La machine infernale - par Marc's Twin



Je l’ai depuis quelques semaines. Il est gris, pas plus grand qu'un livre de poche, mais plus mince. Il ne m’appartient pas : le directeur du centre où je travaille l’a acheté pour les chercheurs mais presque tout le monde a déjà un iPad, alors c’est à moi qu’il l’a confié.

J’avais très envie d’en avoir un pour lire les centaines d’articles en PDF que je télécharge régulièrement. Evidemment, il faut les transformer au format de lecture de l’objet, sinon il n’est pas possible de les lire de manière satisfaisante, en augmentant la taille des caractères.

Je ne sais pas encore très bien m'en servir. Mais c'est comme tout, on apprend à l'usage. 

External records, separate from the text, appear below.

//! Shared fixtures for the integration tests.
#![allow(dead_code)]

use std::path::{Path, PathBuf};
use std::sync::{Arc, Mutex};

use replidump_core::backup::file::compute_checksum;
use replidump_core::backup::{BackupFile, BackupInstance};
use replidump_core::clock;
use replidump_core::config::{
    BackupSettings, LimitsSettings, LoggingSettings, MysqlSettings, Settings,
};
use replidump_core::errors::ReplicaError;
use replidump_core::ReplicaServer;

/// A workable `Settings` rooted in a scratch directory: real gzip, no
/// retention limits, dumps pointed at `/bin/false` until a test installs a
/// stub script.
pub fn settings_for(root: &Path) -> Settings {
    let incremental_path = root.join("incremental");
    let long_term_backup_path = root.join("long_term");
    std::fs::create_dir_all(&incremental_path).unwrap();
    std::fs::create_dir_all(&long_term_backup_path).unwrap();

    Settings {
        settings_path: root.join("backup.ini"),
        mysql: MysqlSettings {
            username: "backup".to_string(),
            password: "secret".to_string(),
            dump_options: Vec::new(),
            host: "localhost".to_string(),
            mysqldump_command: vec!["false".to_string()],
        },
        backup: BackupSettings {
            compression_enabled: false,
            compress_command: vec!["gzip".to_string()],
            decompress_command: vec!["gzip".to_string(), "-d".to_string()],
            compressed_file_extension: "gz".to_string(),
            max_parallel: Some(2),
            cleanup_delay_days: None,
            incremental_path,
            incremental_min_backup_frequency_seconds: None,
            incremental_max_lifespan_seconds: None,
            incremental_max_copies: None,
            long_term_backup_path,
            long_term_backup_min_frequency_seconds: None,
            long_term_max_lifespan_seconds: None,
            long_term_backup_max_copies: None,
            running_cache_file: root.join("running.cache"),
            cache_lock_wait: Some(5),
            cache_successful_run_purge_days: None,
        },
        snapshot: None,
        limits: LimitsSettings::default(),
        logging: LoggingSettings {
            logfile: root.join("backup.log"),
            loglevel: "debug".to_string(),
        },
    }
}

/// Seed a consistent `(dump, checksum)` pair for `(db, date)`.
pub fn seed_backup(
    settings: &Settings,
    db_name: &str,
    date_string: &str,
    body: &[u8],
) -> (PathBuf, PathBuf) {
    let sql = settings
        .backup
        .incremental_path
        .join(format!("{db_name}__{date_string}.sql"));
    std::fs::write(&sql, body).unwrap();
    let checksum = compute_checksum(&sql).unwrap();
    let md5 = settings
        .backup
        .incremental_path
        .join(format!("{db_name}__{date_string}.md5"));
    std::fs::write(&md5, format!("{checksum}\n")).unwrap();
    (sql, md5)
}

/// Seed a backup whose filename timestamp lies `age_secs` in the past, and
/// return its date string.
pub fn seed_aged_backup(
    settings: &Settings,
    db_name: &str,
    age_secs: i64,
    body: &[u8],
) -> String {
    let date_string = clock::format_timestamp(clock::now_ts() - age_secs);
    seed_backup(settings, db_name, &date_string, body);
    date_string
}

/// Load a previously seeded `(db, date)` pair back as a `BackupInstance`.
pub fn load_instance(settings: &Settings, db_name: &str, date_string: &str) -> BackupInstance {
    let files = [
        format!("{db_name}__{date_string}.sql"),
        format!("{db_name}__{date_string}.sql.{}", settings.backup.compressed_file_extension),
        format!("{db_name}__{date_string}.md5"),
    ]
    .iter()
    .filter_map(|name| {
        let path = settings.backup.incremental_path.join(name);
        path.is_file()
            .then(|| BackupFile::parse(&path, settings).unwrap())
    })
    .collect();
    BackupInstance::from_files(db_name, date_string, files, settings).unwrap()
}

/// Copy a seeded dump into the long-term directory, marking it long term.
pub fn seed_long_term(settings: &Settings, db_name: &str, date_string: &str) {
    let name = format!("{db_name}__{date_string}.sql");
    std::fs::copy(
        settings.backup.incremental_path.join(&name),
        settings.backup.long_term_backup_path.join(&name),
    )
    .unwrap();
}

/// Install a stub dump script that copies `source` to the `--result-file`
/// path and appends a line to `events`. Returns the argv to configure as
/// `mysqldump_command`.
pub fn install_dump_script(root: &Path, source: &Path, events: &Path) -> Vec<String> {
    use std::os::unix::fs::PermissionsExt;

    let script_path = root.join("fake_mysqldump.sh");
    let script = format!(
        "#!/bin/sh\n\
         for arg; do result=\"$arg\"; done\n\
         echo \"dump $result\" >> \"{events}\"\n\
         cat \"{source}\" > \"$result\"\n",
        events = events.display(),
        source = source.display(),
    );
    std::fs::write(&script_path, script).unwrap();
    let mut perms = std::fs::metadata(&script_path).unwrap().permissions();
    perms.set_mode(0o755);
    std::fs::set_permissions(&script_path, perms).unwrap();
    vec![script_path.display().to_string()]
}

/// Lines appended to an events file, in order.
pub fn read_events(events: &Path) -> Vec<String> {
    match std::fs::read_to_string(events) {
        Ok(contents) => contents.lines().map(str::to_string).collect(),
        Err(_) => Vec::new(),
    }
}

#[derive(Debug)]
pub struct MockReplicaState {
    pub databases: Vec<String>,
    pub running: bool,
    pub start_calls: usize,
    pub stop_calls: usize,
}

/// An in-memory stand-in for the MySQL control surface. Start/stop flip the
/// state immediately and are appended to the shared events file so tests can
/// assert ordering against dumps.
pub struct MockReplica {
    state: Arc<Mutex<MockReplicaState>>,
    events: PathBuf,
}

impl MockReplica {
    pub fn new(databases: &[&str], events: &Path) -> (MockReplica, Arc<Mutex<MockReplicaState>>) {
        let state = Arc::new(Mutex::new(MockReplicaState {
            databases: databases.iter().map(|s| s.to_string()).collect(),
            running: true,
            start_calls: 0,
            stop_calls: 0,
        }));
        (
            MockReplica {
                state: Arc::clone(&state),
                events: events.to_path_buf(),
            },
            state,
        )
    }

    fn log_event(&self, event: &str) {
        use std::io::Write;
        let mut file = std::fs::OpenOptions::new()
            .create(true)
            .append(true)
            .open(&self.events)
            .unwrap();
        writeln!(file, "{event}").unwrap();
    }
}

impl ReplicaServer for MockReplica {
    fn database_names(&mut self) -> Result<Vec<String>, ReplicaError> {
        Ok(self.state.lock().unwrap().databases.clone())
    }

    fn is_replica_running(&mut self) -> Result<bool, ReplicaError> {
        Ok(self.state.lock().unwrap().running)
    }

    fn start_replica(&mut self) -> Result<(), ReplicaError> {
        let mut state = self.state.lock().unwrap();
        state.running = true;
        state.start_calls += 1;
        self.log_event("start_replica");
        Ok(())
    }

    fn stop_replica(&mut self) -> Result<(), ReplicaError> {
        let mut state = self.state.lock().unwrap();
        state.running = false;
        state.stop_calls += 1;
        self.log_event("stop_replica");
        Ok(())
    }
}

J’ai commencé par lire The Strange Case of Dr Jekyll and Mr Hyde de Robert-Louis Stevenson. Il était présent dans la mémoire, quand je l’ai reçu. Je n’avais jamais lu Jekyll & Hyde, figurez-vous, et encore moins en anglais. J’étais heureux de pouvoir le faire dans le bus et le métro c’est là que je lis le plus souvent, en ce moment, mais ce matin pour la première fois depuis longtemps, je me suis assis pour lire dans un fauteuil, un article qu’un ami m’a envoyé et que j’avais transféré dessus.

J’ai encore plus envie de lire depuis que je l’ai.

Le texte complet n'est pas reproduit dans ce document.